The Thomas Baronetcy, of Folkington in the County of Sussex, was created in the Baronetage of England on 23 July 1660 for William Thomas, for many years Member of Parliament for Seaford and Sussex. The title became extinct on his death in 1706.

The Thomas Baronetcy, of Wenvoe in the County of Glamorgan, was created in the Baronetage of England on 24 December 1694 for John Thomas. The third Baronet represented Chippenham and Glamorganshire in the House of Commons. The tenth Baronet was admitted to the Privy Council in 1958.

The Thomas Baronetcy, of Yapton in the County of Sussex, was created in the Baronetage of Great Britain on 6 September 1766 for George Thomas, Governor of the Leeward Islands from 1753 to 1766. The third Baronet sat as Member of Parliament for Arundel. The seventh Baronet was a prominent chess player. The title became extinct on his death in 1972.

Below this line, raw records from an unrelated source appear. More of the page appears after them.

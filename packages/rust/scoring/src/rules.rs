//! Avoid-list rule table.
//!
//! The free-text avoid list compiles into an ordered set of rules, each an
//! independent matcher with a human-readable description. Rules only zero
//! the avoid factor; a matched candidate stays in the result set with a
//! degraded score.

use prospector_shared::Candidate;

/// Employee count above which the "enterprise" keyword triggers.
const ENTERPRISE_HEADCOUNT: u64 = 1000;

/// A single avoid rule: decides whether a candidate is flagged, and says why.
///
/// New rule kinds slot in by implementing this trait and registering in
/// [`compile_avoid_rules`]; the scoring engine never inspects rule internals.
pub trait AvoidRule: Send + Sync {
    /// Whether this rule flags the candidate.
    fn applies(&self, candidate: &Candidate) -> bool;

    /// Human-readable description for match details.
    fn describe(&self) -> String;
}

/// Flags candidates whose company name contains a listed token.
struct NameTokenRule {
    token: String,
}

impl AvoidRule for NameTokenRule {
    fn applies(&self, candidate: &Candidate) -> bool {
        let company = candidate
            .company_name
            .as_deref()
            .unwrap_or(&candidate.name);
        company.to_lowercase().contains(&self.token)
    }

    fn describe(&self) -> String {
        format!("company name contains \"{}\"", self.token)
    }
}

/// Flags enterprise-scale companies when the avoid list says "enterprise".
struct EnterpriseScaleRule;

impl AvoidRule for EnterpriseScaleRule {
    fn applies(&self, candidate: &Candidate) -> bool {
        candidate.employee_count.is_some_and(|n| n > ENTERPRISE_HEADCOUNT)
    }

    fn describe(&self) -> String {
        format!("enterprise scale (over {ENTERPRISE_HEADCOUNT} employees)")
    }
}

/// Flags consumer-market companies when the avoid list says "b2c".
struct ConsumerMarketRule;

impl AvoidRule for ConsumerMarketRule {
    fn applies(&self, candidate: &Candidate) -> bool {
        candidate
            .industry
            .as_deref()
            .is_some_and(|i| i.to_lowercase().contains("consumer"))
    }

    fn describe(&self) -> String {
        "consumer-market industry".into()
    }
}

/// Compile the free-text avoid list into the rule table.
///
/// Comma-split tokens become name-containment rules; the "enterprise" and
/// "b2c" keywords additionally arm their scale/market rules.
pub fn compile_avoid_rules(avoid_list: &str) -> Vec<Box<dyn AvoidRule>> {
    let mut rules: Vec<Box<dyn AvoidRule>> = Vec::new();

    for token in avoid_list.split(',') {
        let token = token.trim().to_lowercase();
        if !token.is_empty() {
            rules.push(Box::new(NameTokenRule { token }));
        }
    }

    let lowered = avoid_list.to_lowercase();
    if lowered.contains("enterprise") {
        rules.push(Box::new(EnterpriseScaleRule));
    }
    if lowered.contains("b2c") {
        rules.push(Box::new(ConsumerMarketRule));
    }

    rules
}

/// First rule flagging the candidate, if any. Returns its description.
pub fn first_violation(rules: &[Box<dyn AvoidRule>], candidate: &Candidate) -> Option<String> {
    rules
        .iter()
        .find(|rule| rule.applies(candidate))
        .map(|rule| rule.describe())
}

#[cfg(test)]
mod tests {
    use super::*;

    fn company(name: &str, employees: Option<u64>, industry: Option<&str>) -> Candidate {
        Candidate {
            id: "org-1".into(),
            name: name.into(),
            employee_count: employees,
            industry: industry.map(String::from),
            ..Default::default()
        }
    }

    #[test]
    fn name_token_matches_case_insensitively() {
        let rules = compile_avoid_rules("Acme, Globex");
        let c = company("ACME Holdings", None, None);
        let hit = first_violation(&rules, &c).expect("should be flagged");
        assert!(hit.contains("acme"));
    }

    #[test]
    fn enterprise_keyword_flags_large_companies_only() {
        let rules = compile_avoid_rules("no enterprise accounts");
        assert!(first_violation(&rules, &company("BigCo", Some(5000), None)).is_some());
        assert!(first_violation(&rules, &company("SmallCo", Some(200), None)).is_none());
        assert!(first_violation(&rules, &company("NoData", None, None)).is_none());
    }

    #[test]
    fn b2c_keyword_flags_consumer_industries() {
        let rules = compile_avoid_rules("b2c");
        let flagged = company("ShopCo", None, Some("Consumer Electronics"));
        assert!(first_violation(&rules, &flagged).is_some());
        let clean = company("DevTools Inc", None, Some("Developer Tools"));
        assert!(first_violation(&rules, &clean).is_none());
    }

    #[test]
    fn contact_uses_employer_name() {
        let rules = compile_avoid_rules("globex");
        let contact = Candidate {
            id: "p-1".into(),
            name: "Jordan Lee".into(),
            company_name: Some("Globex Corporation".into()),
            ..Default::default()
        };
        assert!(first_violation(&rules, &contact).is_some());
    }

    #[test]
    fn empty_avoid_list_compiles_no_rules() {
        assert!(compile_avoid_rules("").is_empty());
        assert!(compile_avoid_rules("  ,  , ").is_empty());
    }
}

The Thomas Baronetcy, of Garreglwyd in the County of Anglesey, was created in the Baronetage of the United Kingdom on 5 July 1918 for Robert Thomas. He was a ship and insurance broker and also represented Wrexham and Anglesey in the House of Commons.

The Thomas Baronetcy, of Ynyshir in the County of Glamorgan, was created in the Baronetage of the United Kingdom on 10 May 1919 for the coalowner and philanthropist James Thomas. He constructed the Welsh National Medical School in Cardiff and also served as high sheriff of Glamorganshire in 1936. His son, the second Baronet, was a deputy lieutenant and High Sheriff for Monmouthshire. As of 2012 the title is held by the latter's son, the third Baronet, who succeeded in 2005.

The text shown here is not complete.